Contact your local chamber of commerce, or any clubs that you belong to. You never know who may have a credit union already organized that fits your interests.

Talk to friends, family or coworkers, and ask them about any credit unions they have heard about, or have used themselves.

Once you've shopped around a bit, you probably have come up with a couple of credit unions to choose from. But how do you decide which credit union is the best for you?

It's quite easy, really. All you have to do is compare them all by convenience, rates, products and services. Make a graph if you need to, so that you can easily and clearly see the advantages and disadvantages of each one.

Start with convenience. Are any of the credit union locations close to your home? Work? On the way? Are there ATMs within walking distance? What are their hours of operation?
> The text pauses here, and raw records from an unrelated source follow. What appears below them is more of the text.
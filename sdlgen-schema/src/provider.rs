//! The metadata capability schema emission depends on.

use crate::types::{AccessorDef, FieldDef, Markers, TypeDef, TypeHandle, TypeKind, TypeRef};
use std::collections::HashSet;

/// Public method names of the universal root object type.
///
/// Only the root type's own methods are listed. Accessors named like Rust
/// trait methods (`hash`, `clone`, `fmt`) are ordinary accessors.
pub const ROOT_OBJECT_METHODS: &[&str] = &[
    "equals",
    "hashCode",
    "toString",
    "getClass",
    "notify",
    "notifyAll",
    "wait",
];

/// Structural metadata about types reachable from a root.
///
/// Implementors only need [`type_def`](Self::type_def) and
/// [`resolve_type`](Self::resolve_type); the remaining queries derive from
/// the definition.
pub trait TypeMetadataProvider {
    /// Returns the definition of `ty`.
    ///
    /// # Panics
    /// Implementations may panic when `ty` was not issued by this provider.
    fn type_def(&self, ty: TypeHandle) -> &TypeDef;

    /// Resolves a type by simple name.
    fn resolve_type(&self, name: &str) -> Option<TypeHandle>;

    /// Method names of the universal root object type.
    fn root_object_methods(&self) -> &[&str] {
        ROOT_OBJECT_METHODS
    }

    /// Returns the simple name of `ty`.
    fn type_name(&self, ty: TypeHandle) -> &str {
        &self.type_def(ty).name
    }

    /// Returns the declared fields of `ty`.
    fn fields(&self, ty: TypeHandle) -> &[FieldDef] {
        &self.type_def(ty).fields
    }

    /// Returns the declared methods of `ty`.
    fn accessors(&self, ty: TypeHandle) -> &[AccessorDef] {
        &self.type_def(ty).accessors
    }

    /// Returns the type-level markers of `ty`.
    fn type_markers(&self, ty: TypeHandle) -> &Markers {
        &self.type_def(ty).markers
    }

    /// Returns true if `ty` is an enumerated type.
    fn is_enum(&self, ty: TypeHandle) -> bool {
        self.type_def(ty).is_enum()
    }

    /// Returns the constants of an enumerated type, empty otherwise.
    fn enum_constants(&self, ty: TypeHandle) -> &[String] {
        match &self.type_def(ty).kind {
            TypeKind::Enum(constants) => constants,
            _ => &[],
        }
    }

    /// Returns the extension chain of `ty`: its first supertype, that type's
    /// first supertype, and so on.
    ///
    /// Stops at the first type without supertypes or when a type repeats.
    fn extension_chain(&self, ty: TypeHandle) -> Vec<TypeRef> {
        let mut chain = Vec::new();
        let mut seen = HashSet::from([ty]);
        let mut current = ty;

        while let Some(next) = self.type_def(current).supertypes.first() {
            if !seen.insert(next.target) {
                tracing::warn!(
                    "cyclic supertype chain at '{}'",
                    self.type_name(next.target)
                );
                break;
            }
            chain.push(next.clone());
            current = next.target;
        }

        chain
    }
}
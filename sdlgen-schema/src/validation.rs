//! Catalog validation utilities.
//!
//! This module checks a parsed [`Catalog`] for consistency before it is
//! resolved into a registry.

use crate::catalog::{Catalog, MarkerDecl, ObjectDecl, SupertypeDecl, TypeDecl, split_array_suffix};
use crate::error::CatalogError;
use crate::registry::ITERABLE;
use crate::types::PrimitiveType;
use std::collections::HashSet;

/// Validates a parsed catalog for correctness.
///
/// # Arguments
/// * `catalog` - The catalog to validate
///
/// # Returns
/// Ok(()) if valid, or CatalogError describing the issue.
///
/// # Errors
/// Returns `CatalogError` if validation fails.
pub fn validate_catalog(catalog: &Catalog) -> Result<(), CatalogError> {
    validate_names(catalog)?;
    for decl in &catalog.types {
        match decl {
            TypeDecl::Object(object) => validate_object(catalog, object)?,
            TypeDecl::Enum(enum_decl) => {
                let mut seen = HashSet::new();
                for constant in &enum_decl.constants {
                    if !seen.insert(constant) {
                        return Err(CatalogError::duplicate(
                            "enum constant",
                            format!("{}.{}", enum_decl.name, constant),
                        ));
                    }
                }
            }
        }
    }
    Ok(())
}

/// Returns true if `name` is provided by every registry.
fn is_builtin(name: &str) -> bool {
    name == ITERABLE || PrimitiveType::from_name(name).is_some()
}

/// Validates that type names are unique and do not shadow built-ins.
fn validate_names(catalog: &Catalog) -> Result<(), CatalogError> {
    let mut seen = HashSet::new();
    for decl in &catalog.types {
        let name = decl.name();
        if name.is_empty() || name.contains("[]") {
            return Err(CatalogError::Validation {
                message: format!("invalid type name '{}'", name),
            });
        }
        if is_builtin(name) || !seen.insert(name) {
            return Err(CatalogError::duplicate("type", name));
        }
    }
    Ok(())
}

/// Validates that a type reference resolves.
fn validate_ref(catalog: &Catalog, type_ref: &str, context: &str) -> Result<(), CatalogError> {
    let (base, _) = split_array_suffix(type_ref);
    if is_builtin(base) || catalog.has_type(base) {
        Ok(())
    } else {
        Err(CatalogError::unknown_type(base, context))
    }
}

/// Validates the type references carried by marker attributes.
fn validate_markers(
    catalog: &Catalog,
    markers: &MarkerDecl,
    context: &str,
) -> Result<(), CatalogError> {
    if let Some(element) = &markers.list_of {
        validate_ref(catalog, element, context)?;
    }
    if markers.scalar.as_deref().is_some_and(str::is_empty) {
        return Err(CatalogError::Validation {
            message: format!("empty scalar name on {}", context),
        });
    }
    Ok(())
}

/// Validates an object type declaration.
fn validate_object(catalog: &Catalog, object: &ObjectDecl) -> Result<(), CatalogError> {
    let mut params = HashSet::new();
    for param in &object.params {
        if !params.insert(param) {
            return Err(CatalogError::duplicate(
                "type parameter",
                format!("{}<{}>", object.name, param),
            ));
        }
    }

    let mut fields = HashSet::new();
    for field in &object.fields {
        if !fields.insert(&field.name) {
            return Err(CatalogError::duplicate(
                "field",
                format!("{}.{}", object.name, field.name),
            ));
        }
        let context = format!("field '{}.{}'", object.name, field.name);
        validate_ref(catalog, &field.type_name, &context)?;
        validate_markers(catalog, &field.markers, &context)?;
    }

    for accessor in &object.accessors {
        let context = format!("accessor '{}.{}'", object.name, accessor.name);
        if let Some(returns) = &accessor.returns {
            validate_ref(catalog, returns, &context)?;
        }
        for param in &accessor.params {
            validate_ref(catalog, param, &context)?;
        }
        validate_markers(catalog, &accessor.markers, &context)?;
    }

    for supertype in &object.supertypes {
        validate_supertype(catalog, object, supertype)?;
    }

    Ok(())
}

/// Validates a supertype edge: the target must be an object type or the
/// iterable capability, and its arity must match.
fn validate_supertype(
    catalog: &Catalog,
    object: &ObjectDecl,
    supertype: &SupertypeDecl,
) -> Result<(), CatalogError> {
    let context = format!("supertype of '{}'", object.name);
    let target = supertype.type_name.trim();

    let expected = if target == ITERABLE {
        1
    } else {
        match catalog.get_type(target) {
            Some(TypeDecl::Object(parent)) => parent.params.len(),
            Some(TypeDecl::Enum(_)) => {
                return Err(CatalogError::Validation {
                    message: format!("'{}' cannot extend enum '{}'", object.name, target),
                });
            }
            None if is_builtin(target) || split_array_suffix(target).1 > 0 => {
                return Err(CatalogError::Validation {
                    message: format!("'{}' cannot extend '{}'", object.name, target),
                });
            }
            None => return Err(CatalogError::unknown_type(target, context)),
        }
    };

    if supertype.args.len() != expected {
        return Err(CatalogError::ArityMismatch {
            type_name: target.to_string(),
            expected,
            found: supertype.args.len(),
        });
    }

    for arg in &supertype.args {
        if !object.params.contains(arg) {
            validate_ref(catalog, arg, &context)?;
        }
    }

    Ok(())
}

#[cfg(test)]
mod tests {
    use super::*;
    use crate::parser::parse_catalog;

    fn validate(xml: &str) -> Result<(), CatalogError> {
        let catalog = parse_catalog(xml).expect("Failed to parse");
        validate_catalog(&catalog)
    }

    #[test]
    fn test_valid_catalog() {
        let xml = r#"<catalog>
    <enum name="Rank"><constant name="FIRST"/><constant name="SECOND"/></enum>
    <object name="ArrayList" params="E">
        <extends type="Iterable" args="E"/>
    </object>
    <object name="User">
        <field name="rank" type="Rank"/>
        <field name="friends" type="User[]"/>
        <accessor name="getTags" returns="ArrayList" listOf="String"/>
        <accessor name="find" returns="User" params="long"/>
    </object>
    <object name="Users">
        <extends type="ArrayList" args="User"/>
    </object>
</catalog>"#;
        assert!(validate(xml).is_ok());
    }

    #[test]
    fn test_duplicate_type() {
        let xml = r#"<catalog><object name="A"/><enum name="A"/></catalog>"#;
        assert!(matches!(
            validate(xml),
            Err(CatalogError::DuplicateDefinition { ref name, .. }) if name == "A"
        ));
    }

    #[test]
    fn test_builtin_name_clash() {
        let xml = r#"<catalog><object name="String"/></catalog>"#;
        assert!(matches!(
            validate(xml),
            Err(CatalogError::DuplicateDefinition { .. })
        ));
    }

    #[test]
    fn test_duplicate_enum_constant() {
        let xml = r#"<catalog><enum name="E"><constant name="A"/><constant name="A"/></enum></catalog>"#;
        assert!(matches!(
            validate(xml),
            Err(CatalogError::DuplicateDefinition { ref kind, .. }) if kind == "enum constant"
        ));
    }

    #[test]
    fn test_duplicate_field() {
        let xml = r#"<catalog><object name="A">
    <field name="x" type="int"/>
    <field name="x" type="long"/>
</object></catalog>"#;
        assert!(matches!(
            validate(xml),
            Err(CatalogError::DuplicateDefinition { ref kind, .. }) if kind == "field"
        ));
    }

    #[test]
    fn test_unknown_list_element() {
        let xml = r#"<catalog><object name="A">
    <accessor name="getItems" returns="A" listOf="Missing"/>
</object></catalog>"#;
        assert!(matches!(
            validate(xml),
            Err(CatalogError::UnknownType { ref type_name, .. }) if type_name == "Missing"
        ));
    }

    #[test]
    fn test_supertype_arity() {
        let xml = r#"<catalog><object name="A"><extends type="Iterable"/></object></catalog>"#;
        assert!(matches!(
            validate(xml),
            Err(CatalogError::ArityMismatch {
                expected: 1,
                found: 0,
                ..
            })
        ));
    }

    #[test]
    fn test_supertype_enum_rejected() {
        let xml = r#"<catalog>
    <enum name="E"/>
    <object name="A"><extends type="E"/></object>
</catalog>"#;
        assert!(matches!(validate(xml), Err(CatalogError::Validation { .. })));
    }

    #[test]
    fn test_supertype_unknown_arg() {
        let xml = r#"<catalog>
    <object name="A" params="T"><extends type="Iterable" args="U"/></object>
</catalog>"#;
        assert!(matches!(
            validate(xml),
            Err(CatalogError::UnknownType { ref type_name, .. }) if type_name == "U"
        ));
    }
}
Now look at what products and services you use on a regular basis. Make a note of all of the ones you require, and just think are cool, but dont really need. Now compare those plans, programs and prices. What does it cost to do business at each credit union? What are the monthly and individual fees? Are there any up and coming costs that you anticipate, like a car loan, mortgage or general loan? If so, you may want to add these items to your comparison chart as well.

And then, there is service. There is really no way to gauge service than by either contacting the credit union, or walking in the door.

So go take a peek at the top contenders on your list. You may become a shareholder faster than you thought.